In the first, God began to disappear from public view, and the whole noisy human enterprise took his place. In the second, the whole human enterprise was itself displaced and the organizing center of life was assumed by the extraordinarily pervasive and impersonal forces that modernization has unleashed on the world. We have thus become the pawns of the world we have created, moved about by the forces of modernity, our inventions themselves displacing their inventors in an ironic recapitulation of the first dislocation in which God's creatures replaced their Creator and exiled him from his own world. As it turns out, we too have lost our center through this transition.
 
It is now considered better to look good than to be good. The facade is more important than the substance - and, that being the case, the substance has largely disappeared. In the center there is now only an emptiness. This is what accounts for the anxious search for self that is now afoot: only the hungry think about food all the time, not the well fed, and only those in whom the self is disappearing will define all of life in terms of its recovery, its actualization.
 
We have become spiritual vagrants in the modern wasteland, wanderers with no home to return to. The inner terrain of our lives - including the soil in which our Christian faith grows - is constantly shifting.

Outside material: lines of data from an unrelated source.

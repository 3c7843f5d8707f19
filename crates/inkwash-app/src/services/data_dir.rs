// SPDX-License-Identifier: PMPL-1.0-or-later
// Copyright (c) 2026 Jonathan D.A. Jewell (hyperpolymath) <jonathan.jewell@open.ac.uk>
//
// Platform-aware data and download directory resolution.

use std::path::PathBuf;

/// Return the application data directory, creating it if needed.
pub fn data_dir() -> PathBuf {
    let dir = data_home().join("inkwash");
    std::fs::create_dir_all(&dir).ok();
    dir
}

/// Where "Download" drops exported images.
///
/// `XDG_DOWNLOAD_DIR`, then `~/Downloads`, then an `exports` folder inside
/// the data directory.
pub fn download_dir() -> PathBuf {
    if let Ok(dir) = std::env::var("XDG_DOWNLOAD_DIR")
        && !dir.is_empty()
    {
        return PathBuf::from(dir);
    }
    if let Some(home) = home_dir() {
        return home.join("Downloads");
    }
    data_dir().join("exports")
}

fn home_dir() -> Option<PathBuf> {
    std::env::var("HOME")
        .or_else(|_| std::env::var("USERPROFILE"))
        .ok()
        .filter(|h| !h.is_empty())
        .map(PathBuf::from)
}

fn data_home() -> PathBuf {
    if let Ok(xdg) = std::env::var("XDG_DATA_HOME") {
        return PathBuf::from(xdg);
    }
    if let Some(home) = home_dir() {
        return home.join(".local").join("share");
    }
    std::env::temp_dir()
}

 - David F. Wells, God in the Wasteland: 
The Reality of Truth in a World of Fading Dreams, 1994.

Thursday, December 15, 2022

Modernity is the Consequence of Modernization

By modernization, Wells means the process by which, for the sake of manufacturing and commerce, our society is organized into cities. This process results in the rise of modernity's values. He says, "In this context, the term modernity refers to the public environment created largely by urbanization, the moral etiquette, style of thought, and relationships of which are shaped by the large, impersonal structures that fill it."
 
The effect of this modernization is to create two separated spheres, the public and the private. The one world is defined by personal relations, and is made up of small, insulated islands of home, family, and personal friends. The other is defined by the functions within the capitalistic machine. In this great system of production and distribution, persons are valued not for who they are or what they believe or hold as values, but for what they do. In this realm, in fact, personal relations may actually be a hindrance, since much efficiency depends on being impersonal. This anonymity also works against accountability. The worker is disengaged from any sense of responsibility for the product manufactured, any accountability to the ultimate consumer of the product.
 
This urbanized modern workplace not only undercuts accountability, but it also has a similar effect on the cogency of religious belief and morality. Because of the wide range of worldview, cultural and ethnic difference, and personal values found in such close proximity, the values of each inhabitant have to be reduced to the lowest common denominator in order to eliminate antagonisms among the competing views. And when the public life is divested from the private world, it becomes connected instead to the machinery of the technological age. There also is a strong orientation to the future, as persons are "forced to anticipate and adapt to the oncoming change. "
 
In this modern society, the centers of culture have nothing to do with geography. Rather, they are involved with "a number of large, interlocking systems that form the structure of society." These are, for example, the economy; the political government (world, federal, and state); the universities that generate and disseminate knowledge; and the mass media, which do the same for the images by which we understand ourselves.

- Millard J. Erickson, Postmodernizing the Faith: 
Evangelical Responses to the Challenge of Postmodernism, 1998.